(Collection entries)
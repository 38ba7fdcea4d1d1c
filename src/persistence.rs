//! Persistence Collaborator
//!
//! The engine treats storage as a plain string key/value object. Two
//! implementations ship: an in-memory store for tests and a flat
//! JSON-file store for the headless binary.

use anyhow::{Context, Result};
use std::collections::HashMap;
use std::path::PathBuf;
use std::sync::Mutex;

/// String key/value storage contract consumed by the engine.
pub trait KeyValueStore: Send + Sync {
    fn get_string(&self, key: &str) -> Result<Option<String>>;
    fn set_string(&self, key: &str, value: &str) -> Result<()>;
    fn remove(&self, key: &str) -> Result<()>;
}

/// Volatile store backed by a HashMap.
#[derive(Default)]
pub struct MemoryStore {
    values: Mutex<HashMap<String, String>>,
}

impl MemoryStore {
    pub fn new() -> Self {
        Self::default()
    }
}

impl KeyValueStore for MemoryStore {
    fn get_string(&self, key: &str) -> Result<Option<String>> {
        Ok(self.values.lock().unwrap().get(key).cloned())
    }

    fn set_string(&self, key: &str, value: &str) -> Result<()> {
        self.values
            .lock()
            .unwrap()
            .insert(key.to_string(), value.to_string());
        Ok(())
    }

    fn remove(&self, key: &str) -> Result<()> {
        self.values.lock().unwrap().remove(key);
        Ok(())
    }
}

/// Store persisted as one flat JSON object on disk. Every write rewrites
/// the file; the value set is a handful of short strings.
pub struct JsonFileStore {
    path: PathBuf,
    values: Mutex<HashMap<String, String>>,
}

impl JsonFileStore {
    /// Open the store, loading existing values if the file is present.
    pub fn open(path: impl Into<PathBuf>) -> Result<Self> {
        let path = path.into();
        let values = if path.exists() {
            let raw = std::fs::read_to_string(&path)
                .with_context(|| format!("failed to read store file {}", path.display()))?;
            serde_json::from_str(&raw)
                .with_context(|| format!("store file {} is not valid JSON", path.display()))?
        } else {
            HashMap::new()
        };

        Ok(Self {
            path,
            values: Mutex::new(values),
        })
    }

    fn flush(&self, values: &HashMap<String, String>) -> Result<()> {
        if let Some(parent) = self.path.parent() {
            if !parent.as_os_str().is_empty() {
                std::fs::create_dir_all(parent)?;
            }
        }
        let raw = serde_json::to_string_pretty(values)?;
        std::fs::write(&self.path, raw)
            .with_context(|| format!("failed to write store file {}", self.path.display()))
    }
}

impl KeyValueStore for JsonFileStore {
    fn get_string(&self, key: &str) -> Result<Option<String>> {
        Ok(self.values.lock().unwrap().get(key).cloned())
    }

    fn set_string(&self, key: &str, value: &str) -> Result<()> {
        let mut values = self.values.lock().unwrap();
        values.insert(key.to_string(), value.to_string());
        self.flush(&values)
    }

    fn remove(&self, key: &str) -> Result<()> {
        let mut values = self.values.lock().unwrap();
        values.remove(key);
        self.flush(&values)
    }
}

Task instructions - With no line skipped, copy the entries exactly as written.

Result for this task -
repository 38ba7fdcea4d1d1c
filename src/persistence.rs
//! Persistence Collaborator
//!
//! The engine treats storage as a plain string key/value object. Two
//! implementations ship: an in-memory store for tests and a flat
//! JSON-file store for the headless binary.

use anyhow::{Context, Result};
use std::collections::HashMap;
use std::path::PathBuf;
use std::sync::Mutex;

/// String key/value storage contract consumed by the engine.
pub trait KeyValueStore: Send + Sync {
    fn get_string(&self, key: &str) -> Result<Option<String>>;
    fn set_string(&self, key: &str, value: &str) -> Result<()>;
    fn remove(&self, key: &str) -> Result<()>;
}

/// Volatile store backed by a HashMap.
#[derive(Default)]
pub struct MemoryStore {
    values: Mutex<HashMap<String, String>>,
}

impl MemoryStore {
    pub fn new() -> Self {
        Self::default()
    }
}

impl KeyValueStore for MemoryStore {
    fn get_string(&self, key: &str) -> Result<Option<String>> {
        Ok(self.values.lock().unwrap().get(key).cloned())
    }

    fn set_string(&self, key: &str, value: &str) -> Result<()> {
        self.values
            .lock()
            .unwrap()
            .insert(key.to_string(), value.to_string());
        Ok(())
    }

    fn remove(&self, key: &str) -> Result<()> {
        self.values.lock().unwrap().remove(key);
        Ok(())
    }
}

/// Store persisted as one flat JSON object on disk. Every write rewrites
/// the file; the value set is a handful of short strings.
pub struct JsonFileStore {
    path: PathBuf,
    values: Mutex<HashMap<String, String>>,
}

impl JsonFileStore {
    /// Open the store, loading existing values if the file is present.
    pub fn open(path: impl Into<PathBuf>) -> Result<Self> {
        let path = path.into();
        let values = if path.exists() {
            let raw = std::fs::read_to_string(&path)
                .with_context(|| format!("failed to read store file {}", path.display()))?;
            serde_json::from_str(&raw)
                .with_context(|| format!("store file {} is not valid JSON", path.display()))?
        } else {
            HashMap::new()
        };

        Ok(Self {
            path,
            values: Mutex::new(values),
        })
    }

    fn flush(&self, values: &HashMap<String, String>) -> Result<()> {
        if let Some(parent) = self.path.parent() {
            if !parent.as_os_str().is_empty() {
                std::fs::create_dir_all(parent)?;
            }
        }
        let raw = serde_json::to_string_pretty(values)?;
        std::fs::write(&self.path, raw)
            .with_context(|| format!("failed to write store file {}", self.path.display()))
    }
}

impl KeyValueStore for JsonFileStore {
    fn get_string(&self, key: &str) -> Result<Option<String>> {
        Ok(self.values.lock().unwrap().get(key).cloned())
    }

    fn set_string(&self, key: &str, value: &str) -> Result<()> {
        let mut values = self.values.lock().unwrap();
        values.insert(key.to_string(), value.to_string());
        self.flush(&values)
    }

    fn remove(&self, key: &str) -> Result<()> {
        let mut values = self.values.lock().unwrap();
        values.remove(key);
        self.flush(&values)
    }
}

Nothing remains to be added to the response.